When "2" Cannot Mean "1": The Federal Circuit Holds Enanta to the Exact Words of Its Provisional in the Paxlovid Patent Fight
Introduction
Enanta Pharmaceuticals, Inc. v. Pfizer Inc., No. 2025-1427 (Fed. Cir. June 23, 2026), is a decision that should give every patent drafter pause. The U.S. Court of Appeals for the Federal Circuit affirmed a District of Massachusetts summary-judgment ruling invalidating all claims of Enanta Pharmaceuticals' U.S. Patent No. 11,358,953. The patent was asserted against Pfizer's Paxlovid® product. The appeal turned on whether Enanta could rely on a July 20, 2020 provisional application for priority.
The dispute came down to a single carbon-count change. The provisional listed a substituent as -NHC(O)-C2-C12-alkyl. The issued patent listed the corresponding substituent as -NHC(O)-C1-C12-alkyl, thereby reaching the one-carbon version. Enanta argued that the C2 in the provisional was an obvious typographical error and should have read C1. Pfizer responded that the provisional said what it said.
Judge Lourie, joined by Judges Bryson and Chen, affirmed for Pfizer. The Court held that the provisional did not disclose the one-carbon -NHC(O)-C1-alkyl substituent and therefore did not provide written-description support for the later C1 coverage. Once the earlier priority date was unavailable, Pfizer's April 6, 2021 public disclosure of nirmatrelvir, which had an "A" group substituted with a -NHC(O)-C1-alkyl group, anticipated the claims. The Federal Circuit affirmed the invalidity judgment.
For life-sciences practitioners, the decision is a sharp reminder that provisional applications are not immune from exacting written-description scrutiny. A later expert declaration that characterizes language as a typographical error will not supply disclosure that the earlier application itself does not contain.
The Patent and Priority Claim at Issue
The dispute centered on U.S. Patent No. 11,358,953 (the '953 patent), directed to compounds and methods of inhibiting coronavirus replication activity. The patent issued from a non-provisional application filed on November 9, 2021.
The critical priority document was U.S. Provisional Patent Application No. 63/054,048 (the '048 provisional), filed July 20, 2020. The '953 patent claimed priority to that provisional. Enanta also filed a non-provisional application on July 19, 2021, which led through a series of continuations to the application that issued as the '953 patent.
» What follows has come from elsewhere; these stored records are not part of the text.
//! Channel abstraction for sitesync.
//!
//! The engine talks to the sync backend over an ordered, reliable,
//! point-to-point message channel. Frames are opaque bytes here; encoding
//! is [`ChannelMessage::to_bytes`](sitesync_types::ChannelMessage::to_bytes).
//!
//! # Design
//!
//! - `send()` transmits one frame, fire-and-forget
//! - `recv()` waits for the next frame and must be cancel-safe, since the
//!   engine races it against mutations and shutdown
//! - `close()` tears the channel down; pending and later `recv()` calls
//!   return [`ChannelError::Closed`]

mod mock;

pub use mock::MockChannel;

use async_trait::async_trait;
use thiserror::Error;

/// Channel errors.
#[derive(Debug, Error)]
pub enum ChannelError {
    /// The channel is closed.
    #[error("channel closed")]
    Closed,

    /// Send failed.
    #[error("send failed: {0}")]
    SendFailed(String),

    /// Receive failed.
    #[error("receive failed: {0}")]
    ReceiveFailed(String),
}

/// Message channel to the sync backend.
#[async_trait]
pub trait Channel: Send + Sync {
    /// Send one frame.
    async fn send(&self, frame: &[u8]) -> Result<(), ChannelError>;

    /// Receive the next frame.
    ///
    /// Cancel-safe: dropping the future loses no frame.
    async fn recv(&self) -> Result<Vec<u8>, ChannelError>;

    /// Close the channel.
    async fn close(&self) -> Result<(), ChannelError>;
}
//! Mock channel for testing.
//!
//! Plays the backend side: tests push inbound messages and inspect what the
//! engine sent.

use super::{Channel, ChannelError};
use async_trait::async_trait;
use sitesync_types::ChannelMessage;
use std::sync::{Arc, Mutex};
use tokio::sync::{mpsc, Notify};

/// Mock channel for testing.
#[derive(Debug)]
pub struct MockChannel {
    inner: Arc<Mutex<MockChannelInner>>,
    inbound: Arc<tokio::sync::Mutex<mpsc::UnboundedReceiver<Vec<u8>>>>,
    sent_notify: Arc<Notify>,
}

#[derive(Debug)]
struct MockChannelInner {
    inbound_tx: Option<mpsc::UnboundedSender<Vec<u8>>>,
    sent_frames: Vec<Vec<u8>>,
    fail_next_send: Option<String>,
}

impl MockChannel {
    /// Create a new mock channel.
    pub fn new() -> Self {
        let (tx, rx) = mpsc::unbounded_channel();
        Self {
            inner: Arc::new(Mutex::new(MockChannelInner {
                inbound_tx: Some(tx),
                sent_frames: Vec::new(),
                fail_next_send: None,
            })),
            inbound: Arc::new(tokio::sync::Mutex::new(rx)),
            sent_notify: Arc::new(Notify::new()),
        }
    }

    /// Queue a raw frame for the next `recv()`.
    pub fn push_frame(&self, frame: Vec<u8>) {
        let inner = self.inner.lock().unwrap();
        if let Some(tx) = &inner.inbound_tx {
            let _ = tx.send(frame);
        }
    }

    /// Queue a message for the next `recv()`.
    pub fn push(&self, message: &ChannelMessage) {
        self.push_frame(message.to_bytes().unwrap());
    }

    /// All frames sent so far.
    pub fn sent_frames(&self) -> Vec<Vec<u8>> {
        let inner = self.inner.lock().unwrap();
        inner.sent_frames.clone()
    }

    /// All messages sent so far, decoded.
    pub fn sent_messages(&self) -> Vec<ChannelMessage> {
        self.sent_frames()
            .iter()
            .map(|frame| ChannelMessage::from_bytes(frame).unwrap())
            .collect()
    }

    /// Sent messages of one kind (see [`ChannelMessage::kind`]).
    pub fn sent_of_kind(&self, kind: &str) -> Vec<ChannelMessage> {
        self.sent_messages()
            .into_iter()
            .filter(|message| message.kind() == kind)
            .collect()
    }

    /// Wait until at least `count` messages of `kind` have been sent.
    pub async fn wait_for_sent(&self, kind: &str, count: usize) -> Vec<ChannelMessage> {
        loop {
            let notified = self.sent_notify.notified();
            let matching = self.sent_of_kind(kind);
            if matching.len() >= count {
                return matching;
            }
            notified.await;
        }
    }

    /// Cause the next send() to fail with the given error.
    pub fn fail_next_send(&self, error: &str) {
        let mut inner = self.inner.lock().unwrap();
        inner.fail_next_send = Some(error.to_string());
    }

    /// Whether close() has been called.
    pub fn is_closed(&self) -> bool {
        let inner = self.inner.lock().unwrap();
        inner.inbound_tx.is_none()
    }
}

impl Default for MockChannel {
    fn default() -> Self {
        Self::new()
    }
}

impl Clone for MockChannel {
    fn clone(&self) -> Self {
        Self {
            inner: Arc::clone(&self.inner),
            inbound: Arc::clone(&self.inbound),
            sent_notify: Arc::clone(&self.sent_notify),
        }
    }
}

#[async_trait]
impl Channel for MockChannel {
    async fn send(&self, frame: &[u8]) -> Result<(), ChannelError> {
        {
            let mut inner = self.inner.lock().unwrap();

            if inner.inbound_tx.is_none() {
                return Err(ChannelError::Closed);
            }

            // Check for forced failure
            if let Some(error) = inner.fail_next_send.take() {
                return Err(ChannelError::SendFailed(error));
            }

            inner.sent_frames.push(frame.to_vec());
        }
        self.sent_notify.notify_waiters();
        Ok(())
    }

    async fn recv(&self) -> Result<Vec<u8>, ChannelError> {
        let mut inbound = self.inbound.lock().await;
        inbound.recv().await.ok_or(ChannelError::Closed)
    }

    async fn close(&self) -> Result<(), ChannelError> {
        let mut inner = self.inner.lock().unwrap();
        inner.inbound_tx = None;
        Ok(())
    }
}
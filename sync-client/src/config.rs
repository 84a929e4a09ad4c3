//! Engine configuration.
//!
//! Configuration is loaded from a TOML file. Every field has a default, so
//! an empty file is a valid configuration.

use serde::{Deserialize, Serialize};
use sitesync_core::CategoryFilter;
use sitesync_types::InitConfig;
use std::path::{Path, PathBuf};
use std::time::Duration;

/// Root configuration for the sync engine.
#[derive(Debug, Clone, PartialEq, Serialize, Deserialize)]
pub struct EngineConfig {
    /// Run the engine at all (default: true).
    #[serde(default = "default_enabled")]
    pub enabled: bool,
    /// Seconds between fetches (default: 60).
    #[serde(default = "default_fetch_interval_secs")]
    pub fetch_interval_secs: u64,
    /// Name announced in this device's record (default: host name).
    #[serde(default = "default_device_name")]
    pub device_name: String,
    /// Per-category switches.
    #[serde(default)]
    pub categories: CategoryFilter,
    /// Settings forwarded to the sync backend.
    #[serde(default)]
    pub backend: BackendConfig,
}

/// Settings forwarded to the sync backend in `GOT_INIT_DATA`.
#[derive(Debug, Clone, PartialEq, Eq, Serialize, Deserialize)]
pub struct BackendConfig {
    /// Backend server URL; the backend's own default when unset.
    #[serde(default)]
    pub server_url: Option<String>,
    /// Backend API version (default: "0").
    #[serde(default = "default_api_version")]
    pub api_version: String,
    /// Verbose backend diagnostics (default: false).
    #[serde(default)]
    pub debug: bool,
}

// Default value functions
fn default_enabled() -> bool {
    true
}

fn default_fetch_interval_secs() -> u64 {
    60
}

fn default_device_name() -> String {
    sysinfo::System::host_name()
        .filter(|name| !name.trim().is_empty())
        .unwrap_or_else(|| "sitesync device".to_string())
}

fn default_api_version() -> String {
    "0".to_string()
}

impl Default for EngineConfig {
    fn default() -> Self {
        Self {
            enabled: default_enabled(),
            fetch_interval_secs: default_fetch_interval_secs(),
            device_name: default_device_name(),
            categories: CategoryFilter::default(),
            backend: BackendConfig::default(),
        }
    }
}

impl Default for BackendConfig {
    fn default() -> Self {
        Self {
            server_url: None,
            api_version: default_api_version(),
            debug: false,
        }
    }
}

impl BackendConfig {
    /// The config block sent to the backend.
    pub fn init_config(&self) -> InitConfig {
        InitConfig {
            api_version: self.api_version.clone(),
            server_url: self.server_url.clone(),
            debug: self.debug,
        }
    }
}

impl EngineConfig {
    /// Load configuration from a TOML file.
    ///
    /// # Errors
    ///
    /// Returns an error if the file cannot be read, parsed, or validated.
    pub fn from_file(path: &Path) -> Result<Self, ConfigError> {
        let content = std::fs::read_to_string(path).map_err(|e| ConfigError::ReadError {
            path: path.to_path_buf(),
            source: e,
        })?;

        let config: Self = toml::from_str(&content).map_err(|e| ConfigError::ParseError {
            path: path.to_path_buf(),
            source: e,
        })?;
        config.validate()?;
        Ok(config)
    }

    /// Check values serde cannot.
    pub fn validate(&self) -> Result<(), ConfigError> {
        if self.fetch_interval_secs == 0 {
            return Err(ConfigError::Invalid {
                field: "fetch_interval_secs",
                reason: "must be at least 1".into(),
            });
        }
        if self.device_name.trim().is_empty() {
            return Err(ConfigError::Invalid {
                field: "device_name",
                reason: "must not be empty".into(),
            });
        }
        Ok(())
    }

    /// The poll interval.
    pub fn fetch_interval(&self) -> Duration {
        Duration::from_secs(self.fetch_interval_secs.max(1))
    }
}

/// Configuration error types.
#[derive(Debug, thiserror::Error)]
pub enum ConfigError {
    /// Failed to read configuration file.
    #[error("failed to read config file {path}: {source}")]
    ReadError {
        /// Path to the configuration file.
        path: PathBuf,
        /// Underlying I/O error.
        source: std::io::Error,
    },
    /// Failed to parse configuration file.
    #[error("failed to parse config file {path}: {source}")]
    ParseError {
        /// Path to the configuration file.
        path: PathBuf,
        /// Underlying TOML parse error.
        source: toml::de::Error,
    },
    /// A value is out of range.
    #[error("invalid {field}: {reason}")]
    Invalid {
        /// Offending field.
        field: &'static str,
        /// What is wrong with it.
        reason: String,
    },
}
The '048 provisional and the '953 patent both defined the term "substituted" and listed several dozen chemical compounds and moieties that qualify as "substituents." The definitions were substantially the same but for one critical difference: the '048 provisional recited "-NHC(O)-C2-C12-alkyl," whereas the '953 patent recited "-NHC(O)-C1-C12-alkyl."
That procedural sequence mattered because Pfizer publicly disclosed nirmatrelvir on April 6, 2021. If the '953 patent could rely on the July 20, 2020, provisional date, Pfizer's disclosure would not be prior art. If the patent could not rely on that date, Pfizer's disclosure came first.
For clarity, the Federal Circuit did not say that Claim 1 literally recited -NHC(O)-C1-C12-alkyl. Claim 1 recited an A group that could be optionally substituted, and the relevant C1/C2 issue arose from how the patent and provisional defined the substituents available for that A group.
What Is the Technology?
The case sits in the small-molecule antiviral space. The '953 patent covers compounds and methods of using them to inhibit coronavirus replication. Pfizer's nirmatrelvir is a protease inhibitor that was eventually incorporated into Paxlovid® to treat coronavirus infection.
The chemistry that decided the case lived in the definitional language. Both the provisional and the patent defined "substituted" and listed numerous chemical compounds and moieties that could qualify as substituents. Those definitions were substantially the same, except for one key difference:
- The '048 provisional recited -NHC(O)-C2-C12-alkyl.
- The '953 patent recited -NHC(O)-C1-C12-alkyl.
The subscripted numbers identify how many carbon atoms are in the alkyl group. C2-C12 means two to twelve carbon atoms. C1-C12 additionally includes a one-carbon alkyl group. The Federal Circuit treated that one-carbon difference as dispositive because nirmatrelvir has an A group substituted with -NHC(O)-C1-alkyl.
The validity question therefore collapsed into a priority question: did the provisional's disclosure of a range beginning at C2 support later coverage of the one-carbon C1 substituent? The Federal Circuit answered no.
The Representative Claim
Claim 1 of the '953 patent was treated as representative. It claims:
1. A compound represented by Formula (VI-6a),
or a pharmaceutically acceptable salt thereof, wherein
X is -CN; and
A is optionally substituted C1-C8 alkyl or optionally substituted heteroaryl.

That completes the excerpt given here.